Collected data
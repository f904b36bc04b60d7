use std::cmp::Ordering;
use std::time::{Duration, SystemTime, UNIX_EPOCH};

use chrono::{DateTime, SecondsFormat, TimeZone, Utc};

use crate::error::{invalid_argument, DbResult};

/// Point in time with nanosecond precision, as stored by the database.
#[derive(Clone, Copy, Debug, PartialEq, Eq, Hash)]
pub struct Timestamp {
    pub seconds: i64,
    pub nanos: i32,
}

impl Timestamp {
    pub fn new(seconds: i64, nanos: i32) -> Self {
        let extra_seconds = nanos.div_euclid(1_000_000_000);
        Self {
            seconds: seconds + extra_seconds as i64,
            nanos: nanos.rem_euclid(1_000_000_000),
        }
    }

    pub fn now() -> Self {
        Self::from_system_time(SystemTime::now())
    }

    pub fn from_millis(millis: i64) -> Self {
        Self::new(
            millis.div_euclid(1000),
            (millis.rem_euclid(1000) * 1_000_000) as i32,
        )
    }

    pub fn to_millis(&self) -> i64 {
        self.seconds * 1000 + (self.nanos / 1_000_000) as i64
    }

    pub fn from_system_time(time: SystemTime) -> Self {
        match time.duration_since(UNIX_EPOCH) {
            Ok(duration) => Self::new(duration.as_secs() as i64, duration.subsec_nanos() as i32),
            Err(err) => {
                let duration = err.duration();
                Self::new(
                    -(duration.as_secs() as i64),
                    -(duration.subsec_nanos() as i32),
                )
            }
        }
    }

    pub fn to_system_time(&self) -> SystemTime {
        if self.seconds >= 0 {
            UNIX_EPOCH + Duration::new(self.seconds as u64, self.nanos as u32)
        } else {
            UNIX_EPOCH - Duration::from_secs(self.seconds.unsigned_abs())
                + Duration::from_nanos(self.nanos as u64)
        }
    }

    pub fn from_datetime(datetime: DateTime<Utc>) -> Self {
        Self::new(datetime.timestamp(), datetime.timestamp_subsec_nanos() as i32)
    }

    pub fn to_datetime(&self) -> DateTime<Utc> {
        Utc.timestamp_opt(self.seconds, self.nanos as u32)
            .single()
            .unwrap_or(DateTime::<Utc>::UNIX_EPOCH)
    }

    /// RFC 3339 text with nanosecond precision, the REST wire format.
    pub fn to_rfc3339(&self) -> String {
        self.to_datetime()
            .to_rfc3339_opts(SecondsFormat::Nanos, true)
    }

    pub fn parse_rfc3339(value: &str) -> DbResult<Self> {
        let datetime = DateTime::parse_from_rfc3339(value)
            .map_err(|err| invalid_argument(format!("Invalid timestamp '{value}': {err}")))?;
        Ok(Self::from_datetime(datetime.with_timezone(&Utc)))
    }
}

impl From<DateTime<Utc>> for Timestamp {
    fn from(value: DateTime<Utc>) -> Self {
        Self::from_datetime(value)
    }
}

impl From<Timestamp> for DateTime<Utc> {
    fn from(value: Timestamp) -> Self {
        value.to_datetime()
    }
}

impl PartialOrd for Timestamp {
    fn partial_cmp(&self, other: &Self) -> Option<Ordering> {
        Some(self.cmp(other))
    }
}

impl Ord for Timestamp {
    fn cmp(&self, other: &Self) -> Ordering {
        self.seconds
            .cmp(&other.seconds)
            .then(self.nanos.cmp(&other.nanos))
    }
}

#[cfg(test)]
mod tests {
    use super::*;

    #[test]
    fn normalizes_nanoseconds() {
        let timestamp = Timestamp::new(1, 1_500_000_000);
        assert_eq!(timestamp.seconds, 2);
        assert_eq!(timestamp.nanos, 500_000_000);

        let negative = Timestamp::new(0, -1);
        assert_eq!(negative.seconds, -1);
        assert_eq!(negative.nanos, 999_999_999);
    }

    #[test]
    fn millis_conversion() {
        let timestamp = Timestamp::from_millis(1_700_000_000_123);
        assert_eq!(timestamp.seconds, 1_700_000_000);
        assert_eq!(timestamp.nanos, 123_000_000);
        assert_eq!(timestamp.to_millis(), 1_700_000_000_123);
    }

    #[test]
    fn rfc3339_text() {
        let timestamp = Timestamp::new(0, 5);
        assert_eq!(timestamp.to_rfc3339(), "1970-01-01T00:00:00.000000005Z");
        assert_eq!(
            Timestamp::parse_rfc3339("1970-01-01T00:00:00.000000005Z").unwrap(),
            timestamp
        );
        assert!(Timestamp::parse_rfc3339("yesterday").is_err());
    }
}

• [EXERCISE DIRECTIONS]:
Reproduce the data above in full, with no line missing.

• [EXPECTED ANSWER]:
repository f904b36bc04b60d7
use std::cmp::Ordering;
use std::time::{Duration, SystemTime, UNIX_EPOCH};

use chrono::{DateTime, SecondsFormat, TimeZone, Utc};

use crate::error::{invalid_argument, DbResult};

/// Point in time with nanosecond precision, as stored by the database.
#[derive(Clone, Copy, Debug, PartialEq, Eq, Hash)]
pub struct Timestamp {
    pub seconds: i64,
    pub nanos: i32,
}

impl Timestamp {
    pub fn new(seconds: i64, nanos: i32) -> Self {
        let extra_seconds = nanos.div_euclid(1_000_000_000);
        Self {
            seconds: seconds + extra_seconds as i64,
            nanos: nanos.rem_euclid(1_000_000_000),
        }
    }

    pub fn now() -> Self {
        Self::from_system_time(SystemTime::now())
    }

    pub fn from_millis(millis: i64) -> Self {
        Self::new(
            millis.div_euclid(1000),
            (millis.rem_euclid(1000) * 1_000_000) as i32,
        )
    }

    pub fn to_millis(&self) -> i64 {
        self.seconds * 1000 + (self.nanos / 1_000_000) as i64
    }

    pub fn from_system_time(time: SystemTime) -> Self {
        match time.duration_since(UNIX_EPOCH) {
            Ok(duration) => Self::new(duration.as_secs() as i64, duration.subsec_nanos() as i32),
            Err(err) => {
                let duration = err.duration();
                Self::new(
                    -(duration.as_secs() as i64),
                    -(duration.subsec_nanos() as i32),
                )
            }
        }
    }

    pub fn to_system_time(&self) -> SystemTime {
        if self.seconds >= 0 {
            UNIX_EPOCH + Duration::new(self.seconds as u64, self.nanos as u32)
        } else {
            UNIX_EPOCH - Duration::from_secs(self.seconds.unsigned_abs())
                + Duration::from_nanos(self.nanos as u64)
        }
    }

    pub fn from_datetime(datetime: DateTime<Utc>) -> Self {
        Self::new(datetime.timestamp(), datetime.timestamp_subsec_nanos() as i32)
    }

    pub fn to_datetime(&self) -> DateTime<Utc> {
        Utc.timestamp_opt(self.seconds, self.nanos as u32)
            .single()
            .unwrap_or(DateTime::<Utc>::UNIX_EPOCH)
    }

    /// RFC 3339 text with nanosecond precision, the REST wire format.
    pub fn to_rfc3339(&self) -> String {
        self.to_datetime()
            .to_rfc3339_opts(SecondsFormat::Nanos, true)
    }

    pub fn parse_rfc3339(value: &str) -> DbResult<Self> {
        let datetime = DateTime::parse_from_rfc3339(value)
            .map_err(|err| invalid_argument(format!("Invalid timestamp '{value}': {err}")))?;
        Ok(Self::from_datetime(datetime.with_timezone(&Utc)))
    }
}

impl From<DateTime<Utc>> for Timestamp {
    fn from(value: DateTime<Utc>) -> Self {
        Self::from_datetime(value)
    }
}

impl From<Timestamp> for DateTime<Utc> {
    fn from(value: Timestamp) -> Self {
        value.to_datetime()
    }
}

impl PartialOrd for Timestamp {
    fn partial_cmp(&self, other: &Self) -> Option<Ordering> {
        Some(self.cmp(other))
    }
}

impl Ord for Timestamp {
    fn cmp(&self, other: &Self) -> Ordering {
        self.seconds
            .cmp(&other.seconds)
            .then(self.nanos.cmp(&other.nanos))
    }
}

#[cfg(test)]
mod tests {
    use super::*;

    #[test]
    fn normalizes_nanoseconds() {
        let timestamp = Timestamp::new(1, 1_500_000_000);
        assert_eq!(timestamp.seconds, 2);
        assert_eq!(timestamp.nanos, 500_000_000);

        let negative = Timestamp::new(0, -1);
        assert_eq!(negative.seconds, -1);
        assert_eq!(negative.nanos, 999_999_999);
    }

    #[test]
    fn millis_conversion() {
        let timestamp = Timestamp::from_millis(1_700_000_000_123);
        assert_eq!(timestamp.seconds, 1_700_000_000);
        assert_eq!(timestamp.nanos, 123_000_000);
        assert_eq!(timestamp.to_millis(), 1_700_000_000_123);
    }

    #[test]
    fn rfc3339_text() {
        let timestamp = Timestamp::new(0, 5);
        assert_eq!(timestamp.to_rfc3339(), "1970-01-01T00:00:00.000000005Z");
        assert_eq!(
            Timestamp::parse_rfc3339("1970-01-01T00:00:00.000000005Z").unwrap(),
            timestamp
        );
        assert!(Timestamp::parse_rfc3339("yesterday").is_err());
    }
}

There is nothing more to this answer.